* **TASK DESCRIPTION**: Below are the entries; return every line among them that holds the word "AsRef".

* **Data extracted from a collection**:
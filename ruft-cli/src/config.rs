//! Configuration file support for RUFT CLI tools

use ruft_protocol::{LossDetection, DEFAULT_SEGMENT_SIZE};
use serde::{Deserialize, Serialize};
use std::fs;
use std::net::SocketAddr;
use std::path::Path;
use std::time::Duration;

/// Loss-detection method, as written in config files
#[derive(Debug, Clone, Copy, Serialize, Deserialize)]
#[serde(rename_all = "snake_case")]
pub enum LossDetectionMethod {
    Timeout,
    OutOfOrder,
    Both,
}

impl From<LossDetectionMethod> for LossDetection {
    fn from(method: LossDetectionMethod) -> Self {
        match method {
            LossDetectionMethod::Timeout => LossDetection::Timeout,
            LossDetectionMethod::OutOfOrder => LossDetection::OutOfOrder,
            LossDetectionMethod::Both => LossDetection::Both,
        }
    }
}

/// Sender configuration
#[derive(Debug, Clone, Serialize, Deserialize)]
pub struct SenderConfig {
    /// Listen address for the peer's initiation datagram
    pub listen: SocketAddr,
    /// Input file; when absent, a synthetic payload is generated
    pub input: Option<String>,
    /// Synthetic payload size in MiB (used when `input` is absent)
    #[serde(default = "default_file_size_mib")]
    pub file_size_mib: usize,
    /// Probability of deliberately dropping a send
    #[serde(default)]
    pub loss_probability: f64,
    /// Loss-detection method
    #[serde(default = "default_loss_detection")]
    pub loss_detection: LossDetectionMethod,
    /// Payload bytes per segment
    #[serde(default = "default_segment_size")]
    pub segment_size: usize,
    /// Acknowledgment wait timeout in milliseconds
    #[serde(default = "default_receive_timeout_ms")]
    pub receive_timeout_ms: u64,
}

fn default_file_size_mib() -> usize {
    4
}

fn default_loss_detection() -> LossDetectionMethod {
    LossDetectionMethod::OutOfOrder
}

fn default_segment_size() -> usize {
    DEFAULT_SEGMENT_SIZE
}

fn default_receive_timeout_ms() -> u64 {
    30
}

/// Receiver configuration
#[derive(Debug, Clone, Serialize, Deserialize)]
pub struct ReceiverConfig {
    /// Sender address to initiate against
    pub connect: SocketAddr,
    /// Output file for the reassembled payload; discarded when absent
    pub output: Option<String>,
    /// Upper bound on the simulated per-ack delay, in milliseconds
    #[serde(default = "default_ack_jitter_ms")]
    pub ack_jitter_ms: u64,
}

fn default_ack_jitter_ms() -> u64 {
    20
}

/// Combined configuration
#[derive(Debug, Clone, Serialize, Deserialize)]
pub struct Config {
    /// Sender configuration
    pub sender: Option<SenderConfig>,
    /// Receiver configuration
    pub receiver: Option<ReceiverConfig>,
}

impl Config {
    /// Load configuration from TOML file
    pub fn from_file<P: AsRef<Path>>(path: P) -> Result<Self, ConfigError> {
        let contents = fs::read_to_string(path)?;
        let config: Config = toml::from_str(&contents)?;
        Ok(config)
    }

    /// Save configuration to TOML file
    pub fn to_file<P: AsRef<Path>>(&self, path: P) -> Result<(), ConfigError> {
        let contents = toml::to_string_pretty(self)?;
        fs::write(path, contents)?;
        Ok(())
    }

    /// Create example sender configuration
    pub fn example_sender() -> Self {
        Config {
            sender: Some(SenderConfig {
                listen: "127.0.0.1:5000".parse().unwrap(),
                input: None,
                file_size_mib: 4,
                loss_probability: 0.0,
                loss_detection: LossDetectionMethod::OutOfOrder,
                segment_size: DEFAULT_SEGMENT_SIZE,
                receive_timeout_ms: 30,
            }),
            receiver: None,
        }
    }

    /// Create example receiver configuration
    pub fn example_receiver() -> Self {
        Config {
            sender: None,
            receiver: Some(ReceiverConfig {
                connect: "127.0.0.1:5000".parse().unwrap(),
                output: Some("received_file.bin".to_string()),
                ack_jitter_ms: 20,
            }),
        }
    }
}

/// Configuration errors
#[derive(Debug, thiserror::Error)]
pub enum ConfigError {
    #[error("IO error: {0}")]
    Io(#[from] std::io::Error),

    #[error("TOML parse error: {0}")]
    Toml(#[from] toml::de::Error),

    #[error("TOML serialize error: {0}")]
    TomlSerialize(#[from] toml::ser::Error),
}

impl SenderConfig {
    /// Acknowledgment wait timeout as a Duration
    pub fn receive_timeout(&self) -> Duration {
        Duration::from_millis(self.receive_timeout_ms)
    }
}

impl ReceiverConfig {
    /// Ack jitter upper bound as a Duration
    pub fn ack_jitter(&self) -> Duration {
        Duration::from_millis(self.ack_jitter_ms)
    }
}
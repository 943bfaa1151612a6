//! RUFT I/O
//!
//! Datagram transport and network-simulation helpers: a socket2-backed UDP
//! implementation of the protocol's transport seam, plus the acknowledgment
//! jitter used to model variable network delay.

pub mod jitter;
pub mod socket;

pub use jitter::AckJitter;
pub use socket::UdpTransport;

* **EXERCISE OUTPUT**:
    pub fn from_file<P: AsRef<Path>>(path: P) -> Result<Self, ConfigError> {
    pub fn to_file<P: AsRef<Path>>(&self, path: P) -> Result<(), ConfigError> {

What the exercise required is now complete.